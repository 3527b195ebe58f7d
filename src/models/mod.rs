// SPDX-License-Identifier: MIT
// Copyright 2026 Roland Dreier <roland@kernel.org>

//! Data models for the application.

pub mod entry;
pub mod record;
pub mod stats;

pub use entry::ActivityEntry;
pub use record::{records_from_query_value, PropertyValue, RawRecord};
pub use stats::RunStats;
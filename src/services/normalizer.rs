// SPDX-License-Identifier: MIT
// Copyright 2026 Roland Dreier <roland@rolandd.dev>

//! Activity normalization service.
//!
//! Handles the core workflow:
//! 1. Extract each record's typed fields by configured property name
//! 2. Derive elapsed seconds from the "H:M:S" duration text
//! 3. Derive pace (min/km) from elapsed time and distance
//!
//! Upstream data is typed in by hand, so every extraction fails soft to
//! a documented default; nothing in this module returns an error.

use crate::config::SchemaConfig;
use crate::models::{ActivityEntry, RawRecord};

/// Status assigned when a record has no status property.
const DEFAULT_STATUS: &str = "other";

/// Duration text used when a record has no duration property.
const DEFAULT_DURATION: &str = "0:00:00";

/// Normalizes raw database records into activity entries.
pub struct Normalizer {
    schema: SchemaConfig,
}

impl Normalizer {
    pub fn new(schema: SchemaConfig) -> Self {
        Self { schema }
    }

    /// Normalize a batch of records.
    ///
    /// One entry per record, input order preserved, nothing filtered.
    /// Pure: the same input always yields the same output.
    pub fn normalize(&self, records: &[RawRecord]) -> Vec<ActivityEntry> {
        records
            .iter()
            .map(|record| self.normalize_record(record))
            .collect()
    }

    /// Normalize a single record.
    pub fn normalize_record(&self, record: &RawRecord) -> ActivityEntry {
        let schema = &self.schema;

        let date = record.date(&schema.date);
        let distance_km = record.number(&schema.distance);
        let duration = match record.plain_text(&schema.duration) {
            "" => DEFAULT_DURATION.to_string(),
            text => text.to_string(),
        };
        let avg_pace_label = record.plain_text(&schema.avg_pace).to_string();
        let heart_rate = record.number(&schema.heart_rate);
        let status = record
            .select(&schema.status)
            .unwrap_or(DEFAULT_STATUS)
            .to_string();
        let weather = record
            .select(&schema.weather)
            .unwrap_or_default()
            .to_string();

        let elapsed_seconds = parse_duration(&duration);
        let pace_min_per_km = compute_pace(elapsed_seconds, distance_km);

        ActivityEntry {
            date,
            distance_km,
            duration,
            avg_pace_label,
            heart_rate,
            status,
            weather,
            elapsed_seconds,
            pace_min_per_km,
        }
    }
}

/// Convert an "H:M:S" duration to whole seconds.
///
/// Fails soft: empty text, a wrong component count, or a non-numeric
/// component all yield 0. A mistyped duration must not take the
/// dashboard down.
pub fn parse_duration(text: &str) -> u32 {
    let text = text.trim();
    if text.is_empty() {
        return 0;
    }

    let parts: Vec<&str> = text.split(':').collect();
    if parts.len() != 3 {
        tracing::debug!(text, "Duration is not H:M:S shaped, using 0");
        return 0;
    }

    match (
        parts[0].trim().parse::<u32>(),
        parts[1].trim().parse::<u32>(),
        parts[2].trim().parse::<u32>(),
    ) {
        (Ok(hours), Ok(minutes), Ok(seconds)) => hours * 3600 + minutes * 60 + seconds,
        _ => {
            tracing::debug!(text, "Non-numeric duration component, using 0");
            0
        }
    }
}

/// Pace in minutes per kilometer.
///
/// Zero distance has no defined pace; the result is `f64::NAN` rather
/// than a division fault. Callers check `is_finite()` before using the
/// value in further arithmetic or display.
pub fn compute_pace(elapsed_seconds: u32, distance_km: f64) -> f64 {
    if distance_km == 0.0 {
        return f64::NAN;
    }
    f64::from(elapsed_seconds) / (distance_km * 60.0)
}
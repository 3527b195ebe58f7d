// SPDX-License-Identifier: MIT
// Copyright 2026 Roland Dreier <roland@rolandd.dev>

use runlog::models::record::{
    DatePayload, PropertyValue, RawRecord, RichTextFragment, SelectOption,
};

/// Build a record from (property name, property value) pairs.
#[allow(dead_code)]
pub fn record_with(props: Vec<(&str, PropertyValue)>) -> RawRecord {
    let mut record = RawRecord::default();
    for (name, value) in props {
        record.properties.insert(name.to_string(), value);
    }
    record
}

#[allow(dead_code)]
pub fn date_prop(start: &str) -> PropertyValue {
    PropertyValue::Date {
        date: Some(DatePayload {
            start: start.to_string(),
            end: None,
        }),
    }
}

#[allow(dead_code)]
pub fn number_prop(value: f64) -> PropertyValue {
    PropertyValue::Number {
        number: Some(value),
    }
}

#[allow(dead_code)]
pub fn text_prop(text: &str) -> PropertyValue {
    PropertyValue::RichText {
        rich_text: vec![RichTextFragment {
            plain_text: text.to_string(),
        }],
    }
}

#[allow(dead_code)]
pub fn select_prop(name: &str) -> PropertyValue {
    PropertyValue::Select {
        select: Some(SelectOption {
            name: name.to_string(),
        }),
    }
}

__Task to carry out__:
Each line from the beginning of the entries to the line with "configured property name" must be repeated exactly, with both end lines kept and no other lines given.

__Result for this task__:
repository 3527b195ebe58f7d
filename src/models/mod.rs
// SPDX-License-Identifier: MIT
// Copyright 2026 Roland Dreier <roland@kernel.org>

//! Data models for the application.

pub mod entry;
pub mod record;
pub mod stats;

pub use entry::ActivityEntry;
pub use record::{records_from_query_value, PropertyValue, RawRecord};
pub use stats::RunStats;
filename src/services/normalizer.rs
// SPDX-License-Identifier: MIT
// Copyright 2026 Roland Dreier <roland@rolandd.dev>

//! Activity normalization service.
//!
//! Handles the core workflow:
//! 1. Extract each record's typed fields by configured property name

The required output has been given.